The Drum Beat - Issue 292 - MDG #2 - Achieving Universal Primary Education
March 28 2005


from The Communication Initiative...global forces...local choices...critical voices...telling stories...


Partners: ANDI, BBC World Service Trust, Bernard van Leer Foundation, Calandria, CFSC Consortium, The CHANGE Project, CIDA, DFID, Exchange, FAO, Ford Foundation, Fundacion Nuevo Periodismo, Johns Hopkins Bloomberg School of Public Health Center for Communication Programs, MISA, OneWorld, The Panos Institute, PCI, The Rockefeller Foundation, SAfAIDS, Soul City, UNAIDS, UNICEF, USAID, WHO.

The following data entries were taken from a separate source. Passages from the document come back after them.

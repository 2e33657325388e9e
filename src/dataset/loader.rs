//! YAML data config and file loading

use super::{ColumnType, SchemaDescriptor};
use crate::config::EngineConfig;
use crate::error::{PlanError, Result};
use polars::prelude::*;
use serde::{Deserialize, Serialize};
use std::collections::BTreeMap;
use std::fs::File;
use std::path::{Path, PathBuf};
use std::time::Instant;
use tracing::info;

/// Where the raw data comes from
#[derive(Debug, Clone, Copy, PartialEq, Eq, Serialize, Deserialize)]
#[serde(rename_all = "lowercase")]
pub enum SourceType {
    Csv,
    Parquet,
    Json,
    Excel,
    Api,
}

/// Reader options for CSV sources
#[derive(Debug, Clone, PartialEq, Serialize, Deserialize)]
#[serde(default, deny_unknown_fields)]
pub struct ReadParams {
    pub separator: char,
    pub has_header: bool,
    pub infer_schema_length: Option<usize>,
    pub skip_rows: usize,
}

impl Default for ReadParams {
    fn default() -> Self {
        Self {
            separator: ',',
            has_header: true,
            infer_schema_length: Some(1000),
            skip_rows: 0,
        }
    }
}

#[derive(Debug, Clone, PartialEq, Serialize, Deserialize)]
#[serde(untagged)]
enum TargetSpec {
    One(String),
    Many(Vec<String>),
}

/// Schema section of the data config
#[derive(Debug, Clone, Default, PartialEq, Serialize, Deserialize)]
pub struct SchemaConfig {
    /// A string or a list holding one column name
    #[serde(default)]
    target_column: Option<TargetSpec>,
    #[serde(default)]
    pub drop_columns: Vec<String>,
    #[serde(default)]
    pub test_split: Option<f64>,
    #[serde(default)]
    pub columns: BTreeMap<String, ColumnType>,
}

impl SchemaConfig {
    /// The configured target column, if any
    pub fn target(&self) -> Result<Option<String>> {
        match &self.target_column {
            None => Ok(None),
            Some(TargetSpec::One(name)) => Ok(Some(name.clone())),
            Some(TargetSpec::Many(names)) => match names.as_slice() {
                [] => Ok(None),
                [name] => Ok(Some(name.clone())),
                _ => Err(PlanError::ConfigError(format!(
                    "only one target column is supported, got {:?}",
                    names
                ))),
            },
        }
    }

    /// Build the descriptor handed to the engine
    pub fn to_descriptor(&self) -> Result<SchemaDescriptor> {
        Ok(SchemaDescriptor {
            columns: self.columns.clone(),
            target_column: self.target()?,
            drop_columns: self.drop_columns.clone(),
        })
    }
}

/// The `data` section of the config file
#[derive(Debug, Clone, PartialEq, Serialize, Deserialize)]
pub struct DataConfig {
    pub source_type: SourceType,
    #[serde(default)]
    pub path: Option<PathBuf>,
    #[serde(default)]
    pub api: Option<String>,
    #[serde(default)]
    pub read_params: ReadParams,
    #[serde(default)]
    pub schema: SchemaConfig,
}

/// Whole data config file: data source plus optional engine overrides
#[derive(Debug, Clone, PartialEq, Serialize, Deserialize)]
pub struct RunConfig {
    pub data: DataConfig,
    #[serde(default)]
    pub engine: Option<EngineConfig>,
}

impl RunConfig {
    pub fn from_yaml(yaml: &str) -> Result<Self> {
        Ok(serde_yaml::from_str(yaml)?)
    }

    /// Read a config file; relative data paths resolve against its directory
    pub fn from_path(path: impl AsRef<Path>) -> Result<Self> {
        let path = path.as_ref();
        let mut config = Self::from_yaml(&std::fs::read_to_string(path)?)?;
        if let (Some(data_path), Some(dir)) = (config.data.path.as_mut(), path.parent()) {
            if data_path.is_relative() && !dir.as_os_str().is_empty() {
                *data_path = dir.join(&*data_path);
            }
        }
        Ok(config)
    }

    /// Engine settings with the schema's test split applied
    pub fn engine_config(&self) -> EngineConfig {
        let mut config = self.engine.clone().unwrap_or_default();
        if self.engine.is_none() {
            if let Some(test_split) = self.data.schema.test_split {
                config.test_size = test_split;
            }
        }
        config
    }
}

/// Data loader for the supported file formats
#[derive(Debug, Default)]
pub struct DataLoader;

impl DataLoader {
    pub fn new() -> Self {
        Self
    }

    /// Load the frame a data config describes
    pub fn load(&self, config: &DataConfig) -> Result<DataFrame> {
        let path = match config.source_type {
            SourceType::Excel | SourceType::Api => {
                return Err(PlanError::ConfigError(format!(
                    "source type {:?} is not supported",
                    config.source_type
                )))
            }
            _ => config
                .path
                .as_deref()
                .ok_or_else(|| PlanError::ConfigError("data path not specified".to_string()))?,
        };

        let start = Instant::now();
        let df = match config.source_type {
            SourceType::Csv => self.load_csv(path, &config.read_params)?,
            SourceType::Parquet => self.load_parquet(path)?,
            _ => self.load_json(path)?,
        };

        info!(
            path = %path.display(),
            rows = df.height(),
            columns = df.width(),
            elapsed_ms = start.elapsed().as_millis() as u64,
            "Loaded dataset"
        );
        Ok(df)
    }

    /// Load a CSV file
    pub fn load_csv(&self, path: &Path, params: &ReadParams) -> Result<DataFrame> {
        if !params.separator.is_ascii() {
            return Err(PlanError::ConfigError(format!(
                "CSV separator must be a single ASCII character, got {:?}",
                params.separator
            )));
        }
        let file = File::open(path)?;
        let parse_opts = CsvParseOptions::default().with_separator(params.separator as u8);

        let df = CsvReadOptions::default()
            .with_has_header(params.has_header)
            .with_skip_rows(params.skip_rows)
            .with_infer_schema_length(params.infer_schema_length)
            .with_parse_options(parse_opts)
            .into_reader_with_file_handle(file)
            .finish()?;
        Ok(df)
    }

    /// Load a Parquet file
    pub fn load_parquet(&self, path: &Path) -> Result<DataFrame> {
        let file = File::open(path)?;
        Ok(ParquetReader::new(file).finish()?)
    }

    /// Load a JSON array file, or line-delimited JSON for `.jsonl`/`.ndjson`
    pub fn load_json(&self, path: &Path) -> Result<DataFrame> {
        let file = File::open(path)?;
        let lines = matches!(
            path.extension().and_then(|e| e.to_str()),
            Some("jsonl") | Some("ndjson")
        );
        let format = if lines { JsonFormat::JsonLines } else { JsonFormat::Json };
        Ok(JsonReader::new(file).with_json_format(format).finish()?)
    }

    /// Write a frame as CSV
    pub fn write_csv(&self, df: &mut DataFrame, path: &Path) -> Result<()> {
        let mut file = File::create(path)?;
        CsvWriter::new(&mut file).include_header(true).finish(df)?;
        Ok(())
    }
}

#[cfg(test)]
mod tests {
    use super::*;
    use std::io::Write;
    use tempfile::TempDir;

    const CONFIG: &str = r#"
data:
  source_type: csv
  path: data.csv
  read_params:
    separator: ";"
  schema:
    target_column: [income]
    drop_columns: [id]
    test_split: 0.25
    columns:
      city: categorical
"#;

    #[test]
    fn test_parse_config() {
        let config = RunConfig::from_yaml(CONFIG).unwrap();
        assert_eq!(config.data.source_type, SourceType::Csv);
        assert_eq!(config.data.read_params.separator, ';');
        assert!(config.data.read_params.has_header);
        let schema = config.data.schema.to_descriptor().unwrap();
        assert_eq!(schema.target_column.as_deref(), Some("income"));
        assert_eq!(schema.column_type("city"), Some(ColumnType::Categorical));
        assert_eq!(config.engine_config().test_size, 0.25);
    }

    #[test]
    fn test_multiple_targets_rejected() {
        let yaml = "data:\n  source_type: csv\n  path: a.csv\n  schema:\n    target_column: [a, b]\n";
        let config = RunConfig::from_yaml(yaml).unwrap();
        assert!(matches!(
            config.data.schema.target(),
            Err(PlanError::ConfigError(_))
        ));
    }

    #[test]
    fn test_load_csv_relative_to_config() {
        let dir = TempDir::new().unwrap();
        let mut csv = File::create(dir.path().join("data.csv")).unwrap();
        writeln!(csv, "id;age;city;income").unwrap();
        writeln!(csv, "1;30;Oslo;100.0").unwrap();
        writeln!(csv, "2;;Rome;120.5").unwrap();
        std::fs::write(dir.path().join("data.yaml"), CONFIG).unwrap();

        let config = RunConfig::from_path(dir.path().join("data.yaml")).unwrap();
        let df = DataLoader::new().load(&config.data).unwrap();
        assert_eq!(df.shape(), (2, 4));
        assert_eq!(df.column("age").unwrap().null_count(), 1);
    }

    #[test]
    fn test_unsupported_source() {
        let yaml = "data:\n  source_type: api\n  api: http://localhost/data\n";
        let config = RunConfig::from_yaml(yaml).unwrap();
        let err = DataLoader::new().load(&config.data).unwrap_err();
        assert!(matches!(err, PlanError::ConfigError(_)));
    }
}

Chair of the Partners Group: Garth Japhet, Soul City [log in to unmask]
Director: Warren Feek [log in to unmask]
http://www.comminit.com


Subscribe to The Drum Beat: http://www.comminit.com/subscribe_drumbeat.html
Access this issue online at http://www.comminit.com/drum_beat_292.html


***


Millennium Development Goal (MDG) #2 mobilises world leaders to ensure that, by 2015, children everywhere - boys and girls alike - will be able to complete a full course of primary schooling (grades 1-5). This issue of The Drum Beat will explore some of the facets of this multi-dimensional challenge, emphasising the role communication can play in enabling and motivating children to attend and stay in school, as well as in improving the quality of education received (measured by the literacy rate of youth ages 15-24). This issue highlights examples of communication strategies and initiatives that are contributing to meeting MDG #2 at local, national, regional, and global levels.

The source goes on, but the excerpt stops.